Martha Shows Us How to Replicate Her Favorite Faux-Bois Effect in Our Own Homes
I first became enamored with faux bois (French for "false wood") when I purchased Skylands, my home in Maine. The house sits high atop a knoll known as Ox Hill, and is surrounded by tall trees. When we look out the large leaded windows, it feels like we're actually living in the forest, among evergreens. To play up this effect while adding an element of natural beauty to my traditional furnishings, I decided to decorate with faux-bois pieces—that is, items that resemble tree trunks, branches, or bark—made from a variety of materials. I searched antiques and garden shows and shops, and found tables, chairs, benches, settees, planters, troughs, pots, and flower vases. I also commissioned artist—most notably Carlos Cortés of San Antonio, Texas, who made several large faux-bois concrete tables for me.
Later, when restoring my farm in Bedford, I began experimenting with how to paint wood grain on my walls. I was happy to discover that the process isn't complicated or time-consuming. In fact, it can take just a few hours to do a room. All you need is paint, glaze, and a wood-graining rocker tool.
I enlisted the help of master house painter Stefan Lewicki, and together we plotted out the patterning and size of the grain (it's important to get the proportion right, so it looks realistic). I started with the wainscoting in the dining room, then painted the wall panels in the green living room. I was so pleased with the results that I continued on to the center hall and small dining room, which looked plain in contrast.

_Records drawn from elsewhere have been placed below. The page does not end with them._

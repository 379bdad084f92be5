use thiserror::Error;

/// Opt-in for running the stub elevated. Anything other than `1`/`true`
/// (case-insensitive) keeps the refusal in place.
pub const ALLOW_ELEVATED_ENV: &str = "SNAPX_CORERUN_ALLOW_ELEVATED_CONTEXT";

#[derive(Debug, Error)]
#[error("running elevated; set {ALLOW_ELEVATED_ENV}=1 to allow")]
pub struct ElevatedError;

/// Refuse to do any work while elevated unless the override is set. When
/// the override is set but the process is not elevated, nothing happens.
pub fn gate() -> Result<(), ElevatedError> {
    if is_elevated() && !env_truthy(ALLOW_ELEVATED_ENV) {
        return Err(ElevatedError);
    }
    Ok(())
}

pub(crate) fn env_truthy(name: &str) -> bool {
    std::env::var(name)
        .map(|v| {
            let v = v.trim().to_ascii_lowercase();
            v == "1" || v == "true"
        })
        .unwrap_or(false)
}

#[cfg(unix)]
pub fn is_elevated() -> bool {
    unsafe { libc::geteuid() == 0 }
}

#[cfg(windows)]
pub fn is_elevated() -> bool {
    use windows_sys::Win32::Foundation::{CloseHandle, HANDLE};
    use windows_sys::Win32::Security::{
        GetTokenInformation, TokenElevation, TOKEN_ELEVATION, TOKEN_QUERY,
    };
    use windows_sys::Win32::System::Threading::{GetCurrentProcess, OpenProcessToken};

    unsafe {
        let mut token: HANDLE = std::ptr::null_mut();
        if OpenProcessToken(GetCurrentProcess(), TOKEN_QUERY, &mut token) == 0 {
            return false;
        }
        let mut elevation: TOKEN_ELEVATION = std::mem::zeroed();
        let mut returned: u32 = 0;
        let ok = GetTokenInformation(
            token,
            TokenElevation,
            (&mut elevation as *mut TOKEN_ELEVATION).cast(),
            std::mem::size_of::<TOKEN_ELEVATION>() as u32,
            &mut returned,
        );
        CloseHandle(token);
        ok != 0 && elevation.TokenIsElevated != 0
    }
}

When applied on a smooth surface, the graining looks like Japanese cedar. I love hearing exclamations from friends who swear my walls have been papered, or think they took hundreds of hours to hand-paint. This technique is a very easy and economical way to create the look of wood, or of costly designer wallpaper. I hope you will try it in your home.
Roll with it
A detail of a freshly painted wall in Bedford.
Tools of the Trade
Go with the Grain
This method also lends itself to doors, cabinets, and bookshelves; you can practice on scrap wood to get the hang of it. Martha worked with Fine Paints of Europe to customize the colors she used here. The base is a medium taupe, and the contrasting glaze is a darker walnut brown.

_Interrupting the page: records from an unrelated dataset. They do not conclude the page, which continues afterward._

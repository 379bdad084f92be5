use std::sync::atomic::{AtomicBool, AtomicI32, Ordering};

use crate::launch;
use crate::lock::{LockError, MachineLock};
use crate::pid;

/// The machine-wide lock is keyed `corerun-<application id>` so distinct
/// applications never contend.
pub const LOCK_PREFIX: &str = "corerun-";

/// Application ids are restricted to a safe kernel-object alphabet and a
/// length that keeps the derived lock name under every host's limit.
pub const APP_ID_MAX_LEN: usize = 230;

static CANCELLED: AtomicBool = AtomicBool::new(false);
static SIGNO: AtomicI32 = AtomicI32::new(0);

/// `^[A-Za-z0-9_.-]{1,230}$`
pub fn validate_app_id(id: &str) -> bool {
    !id.is_empty()
        && id.len() <= APP_ID_MAX_LEN
        && id
            .bytes()
            .all(|b| b.is_ascii_alphanumeric() || matches!(b, b'_' | b'.' | b'-'))
}

/// Supervise `watched_pid`: take the machine-wide lock for `app_id`, wait
/// for the pid to exit, release the lock, then run the stub flow with the
/// scrubbed argv. Returns the process exit code.
///
/// A termination signal between pid probes releases the lock and exits
/// with the signal's conventional code; the lock is always released
/// before this function returns.
pub fn run(
    watched_pid: u32,
    app_id: &str,
    onward_args: &[String],
    env_extra: Vec<(String, String)>,
    show_hint: i32,
) -> i32 {
    if !validate_app_id(app_id) {
        eprintln!("[corerun] invalid application id {app_id:?}");
        return 1;
    }
    if !pid::is_alive(watched_pid) {
        eprintln!("[corerun] pid {watched_pid} is not running, nothing to supervise");
        return 1;
    }

    // handlers go in before the lock exists: a signal landing between
    // acquisition and installation would otherwise kill the process with
    // the semaphore decremented and nobody left to post it
    install_termination_handlers();

    let lock_name = format!("{LOCK_PREFIX}{app_id}");
    let mut lock = match MachineLock::try_acquire(&lock_name) {
        Ok(Some(lock)) => lock,
        Ok(None) => {
            eprintln!("[corerun] another supervisor already manages {app_id:?}");
            return 1;
        }
        Err(e @ LockError::NameTooLong(_)) => {
            eprintln!("[corerun] warning: {e}");
            return 1;
        }
        Err(e) => {
            eprintln!("[corerun] acquiring the supervisor lock failed: {e}");
            return 1;
        }
    };

    eprintln!("[corerun] supervising pid {watched_pid} for {app_id:?}");
    let exited = pid::wait_for_exit_or(watched_pid, &CANCELLED);
    lock.release();

    if !exited {
        let signo = SIGNO.load(Ordering::Relaxed);
        eprintln!("[corerun] terminated by signal {signo}, lock released");
        return 128 + signo;
    }

    launch::run(onward_args, env_extra, show_hint)
}

#[cfg(unix)]
extern "C" fn on_terminate(signo: libc::c_int) {
    // async-signal-safe: just record and let the wait loop observe it
    SIGNO.store(signo, Ordering::Relaxed);
    CANCELLED.store(true, Ordering::Relaxed);
}

#[cfg(unix)]
fn install_termination_handlers() {
    let handler = on_terminate as extern "C" fn(libc::c_int);
    unsafe {
        libc::signal(libc::SIGINT, handler as libc::sighandler_t);
        libc::signal(libc::SIGTERM, handler as libc::sighandler_t);
    }
}

#[cfg(windows)]
fn install_termination_handlers() {
    use windows_sys::Win32::System::Console::SetConsoleCtrlHandler;

    unsafe extern "system" fn on_ctrl(_kind: u32) -> i32 {
        SIGNO.store(2, Ordering::Relaxed);
        CANCELLED.store(true, Ordering::Relaxed);
        1
    }
    unsafe {
        SetConsoleCtrlHandler(Some(on_ctrl), 1);
    }
}

#[cfg(test)]
mod tests {
    use super::*;
    #[cfg(unix)]
    use std::sync::Mutex;

    // tests that raise signals or observe the cancellation flag share
    // process-global state and must not interleave
    #[cfg(unix)]
    static SIG_LOCK: Mutex<()> = Mutex::new(());

    #[test]
    fn app_id_accepts_the_documented_alphabet() {
        assert!(validate_app_id("demo"));
        assert!(validate_app_id("My.App_1-beta"));
        assert!(validate_app_id(&"a".repeat(APP_ID_MAX_LEN)));
    }

    #[test]
    fn app_id_rejects_empty_oversized_and_foreign_chars() {
        assert!(!validate_app_id(""));
        assert!(!validate_app_id(&"a".repeat(APP_ID_MAX_LEN + 1)));
        assert!(!validate_app_id("has space"));
        assert!(!validate_app_id("slash/ed"));
        assert!(!validate_app_id("uni\u{e9}"));
    }

    #[test]
    fn invalid_app_id_exits_one() {
        assert_eq!(run(1, "bad id", &[], Vec::new(), 0), 1);
    }

    #[test]
    fn dead_pid_exits_one() {
        assert_eq!(run(4_000_000, "demo-dead-pid", &[], Vec::new(), 0), 1);
    }

    #[cfg(unix)]
    #[test]
    fn held_lock_turns_a_second_supervisor_away() {
        let app_id = format!("test-held-{}", std::process::id());
        let _held = MachineLock::try_acquire(&format!("{LOCK_PREFIX}{app_id}"))
            .unwrap()
            .expect("fresh name");

        let mut sleeper = std::process::Command::new("/bin/sh")
            .args(["-c", "sleep 30"])
            .spawn()
            .unwrap();
        let code = run(sleeper.id(), &app_id, &[], Vec::new(), 0);
        assert_eq!(code, 1);

        sleeper.kill().unwrap();
        sleeper.wait().unwrap();
    }

    #[cfg(unix)]
    #[test]
    fn supervisor_waits_then_releases_the_lock() {
        let _guard = SIG_LOCK.lock().unwrap();
        let app_id = format!("test-release-{}", std::process::id());
        let mut sleeper = std::process::Command::new("/bin/sh")
            .args(["-c", "sleep 0.4"])
            .spawn()
            .unwrap();
        let watched = sleeper.id();
        let reaper = std::thread::spawn(move || sleeper.wait());

        // the test binary's directory holds no app-* entries, so the
        // onward launch fails with code 1 — but only after the wait and
        // the release have both happened
        let code = run(watched, &app_id, &[], Vec::new(), 0);
        assert_eq!(code, 1);
        reaper.join().unwrap().unwrap();

        let reacquired = MachineLock::try_acquire(&format!("{LOCK_PREFIX}{app_id}")).unwrap();
        assert!(reacquired.is_some(), "lock must be free after supervision");
    }

    #[cfg(unix)]
    #[test]
    fn signal_before_the_wait_loop_still_releases_the_lock() {
        let _guard = SIG_LOCK.lock().unwrap();

        // handlers are live before acquisition, so a signal landing this
        // early is recorded rather than killing the process
        install_termination_handlers();
        unsafe {
            libc::raise(libc::SIGTERM);
        }
        assert!(CANCELLED.load(Ordering::Relaxed));
        assert_eq!(SIGNO.load(Ordering::Relaxed), libc::SIGTERM);

        let app_id = format!("test-signal-{}", std::process::id());
        let mut sleeper = std::process::Command::new("/bin/sh")
            .args(["-c", "sleep 30"])
            .spawn()
            .unwrap();

        // the pending cancellation short-circuits the wait and carries
        // the signal's conventional code out
        let code = run(sleeper.id(), &app_id, &[], Vec::new(), 0);
        assert_eq!(code, 128 + libc::SIGTERM);

        let reacquired = MachineLock::try_acquire(&format!("{LOCK_PREFIX}{app_id}")).unwrap();
        assert!(reacquired.is_some(), "lock must be free after cancellation");

        CANCELLED.store(false, Ordering::Relaxed);
        SIGNO.store(0, Ordering::Relaxed);
        sleeper.kill().unwrap();
        sleeper.wait().unwrap();
    }
}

First paint the wall a base color, and let it dry for at least a few days (the example here is continuing from a completed portion). Then mix a glaze in a contrasting color, lighter or darker (about one part paint combined with one part glaze; Martha likes a water-based acrylic one from Polyvine). Using a foam roller, apply a layer of the mixed glaze vertically.
Starting from the top, press a faux-bois tool, also known as a rocker, into the glaze while it's still wet. Draw it downward while rocking your wrist slightly up and down. (The grooves will scrape off the glaze, leaving a pattern behind.)
Find Your Style
The faster you move, the smaller the knots and grain will be; the slower you go, the more elongated.
Before starting the next row, wipe your tool with a cloth to remove excess paint. Using a level to keep the rows straight, apply the next strip of glaze, and reverse your direction with the rocker, working from the bottom up to create a natural look.
Repeat Until Complete
Repeat, alternating directions, until the wall is covered. Let dry completely.